With less than one month to go until Election Day, there are several political terms coming up in media coverage of this year's races that casual voters might not be familiar with.

For those following the coverage before heading to the polls on November 3 or casting their mail-in ballots, brushing up on the meaning of these terms can help in understanding the political process and the experts' analyses, both before and after the general election.

Ballot Harvesting

Ballot harvesting occurs when a volunteer-based organization or campaign seeks to retrieve mail-in ballots from voters who have not yet submitted them and deliver them to a ballot drop-off location. The practice is legal in several states but is a controversial practice. Many, including President Donald Trump, have spoken out against it, citing concerns about a third party handling the ballots rather than voters mailing or dropping off their ballot independently.

Poll Watchers

The rules for poll watching differ by state, but in most parts of the country a poll watcher is appointed by the person's political party to observe the activity at a polling place on or before Election Day and report any potentially suspicious activity or administrative problems to party representatives or local election officials. Some states limit the number of poll watchers who are allowed to observe a polling place. Others have additional restrictions banning certain individuals (such as members of a candidate's family) from poll watching, because the practice is meant to ensure that all qualified voters are able to cast their ballots without interference. Anyone interested in becoming a poll watcher should visit the county's election website for further information on what rules apply in that area.

Polling place
Signage directs voters at the Beltrami County Administration building on September 18 in Bemidji, Minnesota. Stephen Maturen/Getty

Red Mirage

The idea of a "red mirage" was posed earlier this election cycle during an Axios interview with Josh Mendelsohn, the CEO of the Michael Bloomberg-funded analytics company Hawkfish. During the interview, Mendelsohn suggested Trump could appear to win in a landslide on November 3, triggering a "red mirage" that doesn't accurately depict the results of the election. With voters expected to vote by mail in greater numbers than ever before because of the coronavirus, political experts have said it is likely that the country will not know the election's outcome until days or even weeks after polling locations close, because of the time it takes to count mail-in ballots.

Naked Ballots

A "naked ballot" occurs when a voter fills out a ballot and mails it without enclosing it in a "secrecy" envelope provided by election officials. This term has been particularly pertinent in Pennsylvania, where the state's Supreme Court recently ruled that mail-in ballots cast without that extra envelope—which is sent along with each mail-in ballot—must be rejected. The court's decision has raised concerns among politicians and election officials in Pennsylvania, a key battleground state, that thousands of ballots could be thrown out because of this voter error.

No-Excuse Absentee Voting

Although mail-in voting has expanded in most states this year because of the coronavirus, some states still require voters to provide a reason when requesting a mail-in ballot, which can range from having a disability to temporarily living overseas. According to the National Conference of State Legislatures, 34 states and Washington, D.C., offer "no-excuse" absentee voting, which means any registered voter can ask local election officials for a mail-in ballot without providing a reason.

Safe Harbor Deadline

The "safe harbor deadline" only factors into an election that remains contested for weeks. This deadline, which was established as part of the 1887 Electoral Count Act, falls on December 8 this year. This is the date by which a state with a competitive or contested election is expected to declare a victor according to protocols put in place before the election.

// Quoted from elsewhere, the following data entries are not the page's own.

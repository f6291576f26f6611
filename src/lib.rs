#![deny(clippy::all)] // Enforce clippy lints
#![warn(clippy::pedantic)]
#![allow(clippy::module_name_repetitions)] // Often a matter of taste
#![allow(clippy::cast_precision_loss)] // Sample lengths are converted to f64 for averaging
#![allow(clippy::float_cmp)] // Exact comparisons are intended where they appear
#![allow(clippy::similar_names)] // Can be common in math-heavy code

//! `math-utilities` is a small collection of stateless numeric helpers.
//!
//! It covers degree/radian conversion, trigonometry in degree units, angle
//! normalization, cartesian/polar coordinate transforms and four descriptive
//! statistics. Every function is free-standing; there is no state to set up.
//!
//! ```
//! use math_utilities::{cartesian_to_polar, fix_angle, tan_d, CartesianPoint};
//!
//! assert_eq!(tan_d(45.0), 1.0);
//! assert_eq!(fix_angle(-10.0), 350.0);
//!
//! let p = cartesian_to_polar(&CartesianPoint { x: 3.0, y: 4.0 });
//! assert_eq!(p.r, 5.0);
//! ```

// Declare modules
pub mod angle;
pub mod constants;
pub mod coords;
pub mod stats;
pub mod trig;
pub mod types;

/// Version of the library, e.g. `"3.0.0"`.
pub const VERSION: &str = env!("CARGO_PKG_VERSION");

// Re-export key public types and functions for easier use
pub use angle::{angles_almost_equal, angles_almost_equal_threshold, degrees_to_radians, fix_angle, radians_to_degrees};
pub use coords::{cartesian_to_polar, points_almost_equal, polar_to_cartesian};
pub use stats::{mean, median, mode, range};
pub use trig::{acos_d, angle_of_line, asin_d, atan2_d, cos_d, sin_d, tan_d};
pub use types::{CartesianPoint, MathError, PolarPoint};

According to a September report by Congressional Research Service, which serves as Congress' policy think tank, the results "are considered to be conclusive, and will apply in the counting of the electoral votes" so long as the state has followed its established policies for determining the final election results. That deadline will be followed by another on December 14, during which the final Electoral College votes are awarded based on the results accepted by December 8. With many political experts predicting result delays this election because of the heavy influx of mail-in ballots, the safe harbor deadline could factor into the final outcome of contested races, including the presidential contest between Trump and Joe Biden.

These terms are just a few of those used in discussions about voting and race outcomes in hectic election seasons. Voters can visit USA.gov for additional clarification on commonly used political terms, and the Federal Election Commission advises voters to visit their local election website for information on voting rules and recommendations in their area.